## What you need to do
Go through the records below and show every line with the string "AppState".

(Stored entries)
********************
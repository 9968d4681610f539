pub mod config;
pub mod error;
pub mod logging;
pub mod models;
pub mod proxy;
pub mod server;
pub mod translate;

pub use config::ProxyConfig;
pub use error::{ProxyError, Result};
pub use logging::SharedJournal;
pub use models::ModelMap;
pub use server::{build_router, AppState};
use clap::Parser;
use ollama_proxy::config::config_search_paths;
use ollama_proxy::{build_router, AppState, ProxyConfig, SharedJournal};
use std::path::PathBuf;
use std::sync::Arc;
use tracing::{info, warn};
use tracing_subscriber::{layer::SubscriberExt, util::SubscriberInitExt};

#[derive(Parser)]
#[command(
    name = "ollama-proxy",
    about = "Serve the Anthropic Messages API on top of a local Ollama backend",
    version
)]
struct Cli {
    /// Path to config file (TOML)
    #[arg(short, long)]
    config: Option<PathBuf>,

    /// Port to listen on (overrides config)
    #[arg(short, long)]
    port: Option<u16>,

    /// Backend base URL, e.g. http://localhost:11434/v1 (overrides config and OLLAMA_BASE_URL)
    #[arg(long)]
    base_url: Option<String>,

    /// Request journal path (JSONL)
    #[arg(long, default_value = "ollama-proxy.log")]
    log_file: PathBuf,

    /// Print config search paths and exit
    #[arg(long)]
    show_config_paths: bool,
}

#[tokio::main]
async fn main() -> anyhow::Result<()> {
    let cli = Cli::parse();

    tracing_subscriber::registry()
        .with(
            tracing_subscriber::EnvFilter::try_from_default_env()
                .unwrap_or_else(|_| "ollama_proxy=info,tower_http=info".into()),
        )
        .with(tracing_subscriber::fmt::layer())
        .init();

    if cli.show_config_paths {
        println!("Config search paths:");
        for (i, path) in config_search_paths().iter().enumerate() {
            println!("  {}. {}", i + 1, path.display());
        }
        println!("  (built-in defaults if none exist)");
        return Ok(());
    }

    let mut config = ProxyConfig::find_and_load(cli.config.as_deref())?;
    config.apply_env_overrides();

    if let Some(port) = cli.port {
        config.port = port;
    }
    if let Some(base_url) = cli.base_url {
        config.backend.base_url = base_url;
    }
    config.validate()?;

    let journal = SharedJournal::open(&cli.log_file)?;

    info!("ollama-proxy v{}", env!("CARGO_PKG_VERSION"));
    info!("  Backend:   {}", config.backend.chat_completions_url());
    info!("  Timeout:   {}s", config.backend.timeout_secs);
    info!("  Port:      {}", config.port);
    info!("  Models:    {} mapped", config.models.len());
    info!("  Journal:   {}", cli.log_file.display());
    if config.models.is_empty() {
        warn!("Model table is empty; every model name is sent to the backend unchanged");
    }

    journal.info(
        "startup",
        format!(
            "Starting ollama-proxy base_url={} port={} models={}",
            config.backend.base_url,
            config.port,
            config.models.len()
        ),
    );

    let client = config.backend.build_client()?;

    let port = config.port;
    let state = Arc::new(AppState {
        config,
        client,
        journal,
    });

    let app = build_router(state);
    let bind_addr = format!("0.0.0.0:{}", port);
    let listener = tokio::net::TcpListener::bind(&bind_addr).await?;

    info!("Listening on http://{}", bind_addr);
    info!("  ANTHROPIC_BASE_URL=http://localhost:{} claude", port);

    axum::serve(listener, app).await?;

    Ok(())
}
use super::anthropic_types::{MessagesResponse, ResponseContentBlock, Usage};
use super::openai_types::ChatCompletionResponse;

/// The only stop reason the gateway reports.
pub const STOP_REASON: &str = "end_turn";

const MESSAGE_ID_HEX_LEN: usize = 24;

/// Translate an OpenAI Chat Completion response into an Anthropic Messages response.
/// Pure function apart from the random id; `original_model` is what the
/// caller asked for, not the backend alias it was resolved to.
pub fn openai_to_anthropic(resp: &ChatCompletionResponse, original_model: &str) -> MessagesResponse {
    let usage = resp.usage.as_ref().map_or_else(Usage::default, |u| Usage {
        input_tokens: u.prompt_tokens.unwrap_or_default(),
        output_tokens: u.completion_tokens.unwrap_or_default(),
    });

    MessagesResponse {
        id: generate_message_id(),
        response_type: "message".to_string(),
        role: "assistant".to_string(),
        model: original_model.to_string(),
        content: vec![ResponseContentBlock::Text {
            text: resp.first_text().to_string(),
        }],
        stop_reason: Some(STOP_REASON.to_string()),
        stop_sequence: None,
        usage,
    }
}

/// `msg_` followed by 24 lowercase hex characters taken from a v4 UUID.
pub fn generate_message_id() -> String {
    let hex = uuid::Uuid::new_v4().simple().to_string();
    format!("msg_{}", &hex[..MESSAGE_ID_HEX_LEN])
}
use crate::error::{ProxyError, Result};
use crate::models::ModelMap;
use serde::{Deserialize, Serialize};
use std::path::{Path, PathBuf};
use std::time::Duration;

/// Env var that overrides `backend.base_url`.
pub const BASE_URL_ENV: &str = "OLLAMA_BASE_URL";

/// Bearer token used when the configured key variable is unset. Ollama ignores it.
const FALLBACK_API_KEY: &str = "ollama";

#[derive(Debug, Clone, Serialize, Deserialize)]
pub struct ProxyConfig {
    #[serde(default = "default_port")]
    pub port: u16,
    #[serde(default)]
    pub backend: BackendConfig,
    #[serde(default)]
    pub models: ModelMap,
}

#[derive(Debug, Clone, Serialize, Deserialize)]
pub struct BackendConfig {
    #[serde(default = "default_base_url")]
    pub base_url: String,
    #[serde(default = "default_api_key_env")]
    pub api_key_env: String,
    #[serde(default = "default_timeout_secs")]
    pub timeout_secs: u64,
}

impl Default for ProxyConfig {
    fn default() -> Self {
        Self {
            port: default_port(),
            backend: BackendConfig::default(),
            models: ModelMap::default(),
        }
    }
}

impl Default for BackendConfig {
    fn default() -> Self {
        Self {
            base_url: default_base_url(),
            api_key_env: default_api_key_env(),
            timeout_secs: default_timeout_secs(),
        }
    }
}

fn default_port() -> u16 {
    8000
}

fn default_base_url() -> String {
    "http://localhost:11434/v1".to_string()
}

fn default_api_key_env() -> String {
    "OLLAMA_API_KEY".to_string()
}

fn default_timeout_secs() -> u64 {
    120
}

impl ProxyConfig {
    /// Load config from a TOML file. Missing keys take their defaults.
    pub fn load(path: &Path) -> Result<Self> {
        let content = std::fs::read_to_string(path).map_err(|e| {
            ProxyError::config(format!("Failed to read config file {}: {}", path.display(), e))
        })?;
        let config: Self = toml::from_str(&content)?;
        config.validate()?;
        Ok(config)
    }

    /// Search standard locations for a config file, falling back to the
    /// built-in defaults when none exists.
    /// Priority: CLI arg > CWD > XDG config > home dir
    pub fn find_and_load(explicit_path: Option<&Path>) -> Result<Self> {
        if let Some(path) = explicit_path {
            return Self::load(path);
        }

        for candidate in &config_search_paths() {
            if candidate.exists() {
                tracing::info!(path = %candidate.display(), "Loading config");
                return Self::load(candidate);
            }
        }

        tracing::info!("No config file found, using built-in defaults");
        Ok(Self::default())
    }

    /// Apply `OLLAMA_BASE_URL` if it is set and non-empty.
    pub fn apply_env_overrides(&mut self) {
        if let Ok(url) = std::env::var(BASE_URL_ENV) {
            if !url.trim().is_empty() {
                self.backend.base_url = url;
            }
        }
    }

    pub fn validate(&self) -> Result<()> {
        let url = self.backend.base_url.trim();
        if !(url.starts_with("http://") || url.starts_with("https://")) {
            return Err(ProxyError::config(format!(
                "backend.base_url must be an http(s) URL, got '{}'",
                self.backend.base_url
            )));
        }
        if self.backend.timeout_secs == 0 {
            return Err(ProxyError::config("backend.timeout_secs must be greater than 0"));
        }
        Ok(())
    }
}

impl BackendConfig {
    /// Full URL of the backend's chat-completions endpoint.
    pub fn chat_completions_url(&self) -> String {
        format!("{}/chat/completions", self.base_url.trim_end_matches('/'))
    }

    /// Resolve the bearer token from the configured environment variable.
    pub fn resolve_api_key(&self) -> String {
        std::env::var(&self.api_key_env)
            .ok()
            .filter(|key| !key.is_empty())
            .unwrap_or_else(|| FALLBACK_API_KEY.to_string())
    }

    pub fn timeout(&self) -> Duration {
        Duration::from_secs(self.timeout_secs)
    }

    /// HTTP client for backend calls, bounded by the configured timeout.
    pub fn build_client(&self) -> Result<reqwest::Client> {
        Ok(reqwest::Client::builder().timeout(self.timeout()).build()?)
    }
}

pub fn config_search_paths() -> Vec<PathBuf> {
    let mut paths = Vec::new();

    // CWD
    paths.push(PathBuf::from("ollama-proxy.toml"));

    // XDG / platform config dir
    if cfg!(target_os = "macos") {
        if let Some(home) = home_dir() {
            paths.push(
                home.join("Library")
                    .join("Application Support")
                    .join("ollama-proxy")
                    .join("config.toml"),
            );
        }
    } else {
        if let Ok(xdg) = std::env::var("XDG_CONFIG_HOME") {
            paths.push(PathBuf::from(xdg).join("ollama-proxy").join("config.toml"));
        }
        if let Some(home) = home_dir() {
            paths.push(home.join(".config").join("ollama-proxy").join("config.toml"));
        }
    }

    // Home directory fallback
    if let Some(home) = home_dir() {
        paths.push(home.join(".ollama-proxy.toml"));
    }

    paths
}

fn home_dir() -> Option<PathBuf> {
    std::env::var("HOME").ok().map(PathBuf::from)
}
********************
## Response box
pub use server::{build_router, AppState};
use ollama_proxy::{build_router, AppState, ProxyConfig, SharedJournal};
    let state = Arc::new(AppState {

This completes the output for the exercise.